O ex-deputado Eduardo Bolsonaro e o jornalista Paulo Figueiredo iniciaram nesta quarta-feira (16) uma série de reuniões com integrantes do governo de Donald Trump, em Washington. A movimentação, informada inicialmente pelo portal Metrópoles, ocorre no dia seguinte à paralisação, pelo Supremo Tribunal Federal (STF), do julgamento sobre o pedido de investigação contra o ministro Alexandre de Moraes no âmbito do Caso Master.

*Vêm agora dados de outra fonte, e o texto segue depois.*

use core::cell::Cell;
use core::fmt;

use acs712_core::launch::{
    LaunchError, TaskPriority, TaskSpawner, TaskSpec, Watchdog, launch,
};
use acs712_core::poller::{CycleReport, ReportSink};
use acs712_core::sensor::{ReadPath, SampleError};

struct FlagWatchdog<'a> {
    disabled: &'a Cell<bool>,
}

impl Watchdog for FlagWatchdog<'_> {
    fn disable(&mut self) {
        self.disabled.set(true);
    }
}

#[derive(Debug, Eq, PartialEq)]
struct OutOfTaskSlots;

struct RecordingSpawner<'a> {
    watchdog_disabled: &'a Cell<bool>,
    watchdog_was_disabled: Option<bool>,
    spawned: Vec<TaskSpec>,
    fail: bool,
}

impl<'a> RecordingSpawner<'a> {
    fn new(watchdog_disabled: &'a Cell<bool>, fail: bool) -> Self {
        Self {
            watchdog_disabled,
            watchdog_was_disabled: None,
            spawned: Vec::new(),
            fail,
        }
    }
}

impl TaskSpawner for RecordingSpawner<'_> {
    type Error = OutOfTaskSlots;

    fn spawn(&mut self, task: &TaskSpec) -> Result<(), Self::Error> {
        self.watchdog_was_disabled = Some(self.watchdog_disabled.get());
        if self.fail {
            return Err(OutOfTaskSlots);
        }
        self.spawned.push(*task);
        Ok(())
    }
}

#[derive(Default)]
struct LaunchLog {
    failed: Vec<&'static str>,
}

impl ReportSink for LaunchLog {
    fn cycle(&mut self, _: &CycleReport) {}

    fn read_failed<E: fmt::Debug>(&mut self, _: ReadPath, _: &SampleError<E>) {}

    fn launch_failed(&mut self, task: &TaskSpec) {
        self.failed.push(task.name);
    }
}

#[test]
fn watchdog_is_disabled_before_the_task_is_spawned() {
    let disabled = Cell::new(false);
    let mut watchdog = FlagWatchdog {
        disabled: &disabled,
    };
    let mut spawner = RecordingSpawner::new(&disabled, false);
    let mut log = LaunchLog::default();

    launch(&mut watchdog, &mut spawner, &mut log).expect("spawn succeeds");

    assert_eq!(spawner.watchdog_was_disabled, Some(true));
    assert_eq!(spawner.spawned, vec![TaskSpec::SENSOR_TASK]);
    assert!(log.failed.is_empty());
}

#[test]
fn sensor_task_uses_fixed_stack_and_normal_priority() {
    let task = TaskSpec::SENSOR_TASK;

    assert_eq!(task.name, "adcTask");
    assert_eq!(task.stack_size, 5 * 1024);
    assert_eq!(task.priority, TaskPriority::Normal);
}

#[test]
fn spawn_failure_is_reported_and_not_retried() {
    let disabled = Cell::new(false);
    let mut watchdog = FlagWatchdog {
        disabled: &disabled,
    };
    let mut spawner = RecordingSpawner::new(&disabled, true);
    let mut log = LaunchLog::default();

    let error = launch(&mut watchdog, &mut spawner, &mut log)
        .expect_err("spawner is configured to fail");

    assert_eq!(error, LaunchError::Spawn(OutOfTaskSlots));
    assert_eq!(
        error.to_string(),
        "failed to create task: OutOfTaskSlots"
    );
    assert_eq!(log.failed, vec!["adcTask"]);
    assert!(spawner.spawned.is_empty());
    assert!(disabled.get());
}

A agenda da dupla teve início com representantes do Departamento de Estado norte-americano e prevê encontros na Casa Branca na quinta-feira (17). O objetivo do grupo é pressionar a administração dos Estados Unidos a reativar sanções com base na Lei Magnitsky contra Moraes, além de incluir o ministro Flávio Dino na lista de autoridades penalizadas.
Articulação internacional e resistência interna
A ofensiva diplomática e política ganhou força após a sessão de terça-feira (15), quando Flávio Dino pediu vista no julgamento que analisava um relatório da Polícia Federal. O documento cita Moraes como suposto interlocutor do ex-banqueiro Daniel Vorcaro. A interrupção da análise abriu, na avaliação de aliados de Jair Bolsonaro, uma brecha para ampliar a pressão externa sobre a Corte brasileira.
Moraes chegou a ser sancionado pelos EUA em 2025 via Lei Magnitsky — dispositivo que prevê congelamento de bens e restrição de vistos a acusados de violações de direitos humanos —, mas as medidas foram revogadas posteriormente a pedido do governo brasileiro e de empresários.
Apesar das investidas em Washington, a aplicação imediata de novas punições enfrenta reticências dentro da própria gestão Trump. Setores do governo norte-americano avaliam que impor sanções a magistrados do STF no período que antecede as eleições no Brasil pode enfraquecer a oposição local. O receio é alimentar a narrativa do presidente Lula em defesa da soberania nacional, fortalecendo a base governista.